Our faith begins at the point where atheists suppose it must be at an end.  Our faith begins with the bleakness and power which is the night of the cross, abandonment, temptation and doubt about everything that exists!  Our faith must be born where it is abandoned by all tangible reality; it must be born of nothingness, it must taste this nothingness and be given it to taste in a way that no philosophy of nihilism can imagine.  (H. J. Iwand)

The point of Holy Week is to empty.  It is the completion of the process of Lent in which we have made room for our death…Resurrection is finding that place that is just for us.  In the beginning of Holy Week, we find ourselves spiritually homeless.  But when we are homeless, we are ready to be sheltered.  The shelter from death, in life, is on its way.  We don’t need to fear the emptiness. (Donna E. Schaper, in Calmly Plotting the Resurrection, 80)

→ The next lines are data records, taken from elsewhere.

//! Batch import of PGN archives.
//!
//! Each record is an independent unit of work: it is parsed, its players are
//! resolved through the [`PlayerFactory`], its moves are replayed through a
//! fresh [`ChessGame`], and the finished game is saved in its own
//! transaction. A record that fails is logged and skipped. Only a failure of
//! the input stream itself, or of the database as a whole, stops the run.

mod stream;

pub use stream::pgn_records;

use std::sync::Arc;
use std::time::{Duration, Instant};

use chess::pgn::{PgnError, PgnGame, PgnResult, RawRecord};
use chess::PlayerSide;
use tokio::io::AsyncBufRead;
use tokio_stream::StreamExt;
use tracing::Instrument;

use crate::game::{ChessGame, GameError, GameStatus};
use crate::persistence::{GameRepository, Persistence, PersistenceError};
use crate::player::{PlayerError, PlayerFactory};

/// Outcome of one archive import.
#[derive(Debug, Clone, PartialEq, Eq)]
pub struct ImportReport {
    pub source: String,
    pub processed: usize,
    pub imported: usize,
    pub skipped: usize,
    pub elapsed: Duration,
}

/// Failures that abort an import run.
#[derive(Debug, thiserror::Error)]
pub enum ImportError {
    #[error("failed to read PGN stream: {0}")]
    Stream(#[from] std::io::Error),
    #[error("import aborted at record {record}: {cause}")]
    Persistence {
        record: usize,
        #[source]
        cause: RecordError,
    },
}

/// Why a single record was skipped.
#[derive(Debug, thiserror::Error)]
pub enum RecordError {
    #[error(transparent)]
    Parse(#[from] PgnError),
    #[error("missing {0} player name")]
    MissingPlayer(PlayerSide),
    #[error(transparent)]
    Player(#[from] PlayerError),
    #[error("cannot set up game: {0}")]
    Setup(GameError),
    #[error("replay failed at ply {ply}: {error}")]
    Replay { ply: usize, error: GameError },
    #[error(transparent)]
    Persistence(#[from] PersistenceError),
}

impl RecordError {
    /// Database failures that every later record would run into as well.
    fn is_fatal(&self) -> bool {
        let error = match self {
            Self::Persistence(e) | Self::Player(PlayerError::Persistence(e)) => e,
            _ => return false,
        };
        !matches!(
            error,
            PersistenceError::Conflict(_)
                | PersistenceError::Corrupt(_)
                | PersistenceError::Sqlx(sqlx::Error::Database(_))
        )
    }
}

/// Imports PGN archives into the game store.
pub struct PgnImporter<D: Persistence> {
    store: Arc<D>,
    players: PlayerFactory<D>,
}

impl<D: Persistence> PgnImporter<D> {
    pub fn new(store: Arc<D>) -> Self {
        Self {
            players: PlayerFactory::new(store.clone()),
            store,
        }
    }

    /// Import every record of `reader`, labelling the games with `source`.
    /// Imported games are stored without notifying listeners.
    pub async fn batch_import<R>(&self, source: &str, reader: R) -> Result<ImportReport, ImportError>
    where
        R: AsyncBufRead + Unpin,
    {
        let span = tracing::info_span!(
            "import",
            source = %source,
            run_id = %uuid::Uuid::new_v4()
        );
        self.run(source, reader).instrument(span).await
    }

    async fn run<R>(&self, source: &str, reader: R) -> Result<ImportReport, ImportError>
    where
        R: AsyncBufRead + Unpin,
    {
        let started = Instant::now();
        let mut report = ImportReport {
            source: source.to_string(),
            processed: 0,
            imported: 0,
            skipped: 0,
            elapsed: Duration::ZERO,
        };
        tracing::info!("Starting PGN import");

        let records = pgn_records(reader);
        tokio::pin!(records);

        while let Some(record) = records.next().await {
            let record = record.map_err(|e| {
                tracing::error!(processed = report.processed, "PGN stream failed: {}", e);
                e
            })?;
            report.processed += 1;

            match self.import_record(source, &record).await {
                Ok(game) => {
                    report.imported += 1;
                    tracing::debug!(
                        record = record.index,
                        game_id = ?game.id(),
                        plies = game.moves().len(),
                        status = %game.status(),
                        "Imported game"
                    );
                }
                Err(e) if e.is_fatal() => {
                    tracing::error!(record = record.index, "Import aborted: {}", e);
                    return Err(ImportError::Persistence {
                        record: record.index,
                        cause: e,
                    });
                }
                Err(e) => {
                    report.skipped += 1;
                    tracing::warn!(
                        record = record.index,
                        offset = record.offset,
                        "Skipping PGN record: {}",
                        e
                    );
                }
            }
        }

        report.elapsed = started.elapsed();
        tracing::info!(
            processed = report.processed,
            imported = report.imported,
            skipped = report.skipped,
            elapsed_ms = report.elapsed.as_millis() as u64,
            "PGN import finished"
        );
        Ok(report)
    }

    async fn import_record(&self, source: &str, record: &RawRecord) -> Result<ChessGame, RecordError> {
        let parsed = record.parse()?;
        let white = self.resolve(&parsed, PlayerSide::White).await?;
        let black = self.resolve(&parsed, PlayerSide::Black).await?;

        let mut game = ChessGame::new(white, black)
            .map_err(RecordError::Setup)?
            .with_source(source);

        for (i, token) in parsed.moves.iter().enumerate() {
            let mover = game.next_player().id;
            game.play(mover, token)
                .map_err(|error| RecordError::Replay { ply: i + 1, error })?;
        }
        apply_result(&mut game, parsed.result).map_err(|error| RecordError::Replay {
            ply: parsed.moves.len(),
            error,
        })?;

        Ok(self.store.games().save_game(&game).await?)
    }

    async fn resolve(
        &self,
        parsed: &PgnGame,
        side: PlayerSide,
    ) -> Result<crate::player::Player, RecordError> {
        let name = match side {
            PlayerSide::White => parsed.white(),
            PlayerSide::Black => parsed.black(),
        };
        match name {
            Some(name) if !name.trim().is_empty() => {
                Ok(self.players.find_or_create_external(name).await?)
            }
            _ => Err(RecordError::MissingPlayer(side)),
        }
    }
}

/// Carry the archive's result over to a replayed game that is still open.
fn apply_result(game: &mut ChessGame, result: PgnResult) -> Result<(), GameError> {
    if game.status() != GameStatus::Open {
        return Ok(());
    }
    let (white, black) = (game.white().id, game.black().id);
    match result {
        PgnResult::WhiteWins => game.resign(black),
        PgnResult::BlackWins => game.resign(white),
        PgnResult::Draw => game.declare_draw(),
        PgnResult::Ongoing => Ok(()),
    }
}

I am the vessel.  The draught is God’s.  And God is the thirsty one. (Dag Hammarskjold)

Closing

The shadows shift and fly.  The whole long day the air trembles, thick with silence, until, finally, the footsteps are heard, and the noise of the voice of God is upon us.  The Holy One is not afraid to walk on unholy ground.  The Holy Work is done, and the world awaits the dawn of life. (Ann Weems, Kneeling in Jerusalem, (Louisville, KY:  Westminster John Knox Press, 1992.), 80.

God of all Creation, It is you who walks with us to the Cross, you who goes on ahead and waits for us to see the beauty on the other side.  Give us eyes to see where you are calling us to go.  Give us faith to know that there is always an Easter morning after the darkness.  Amen.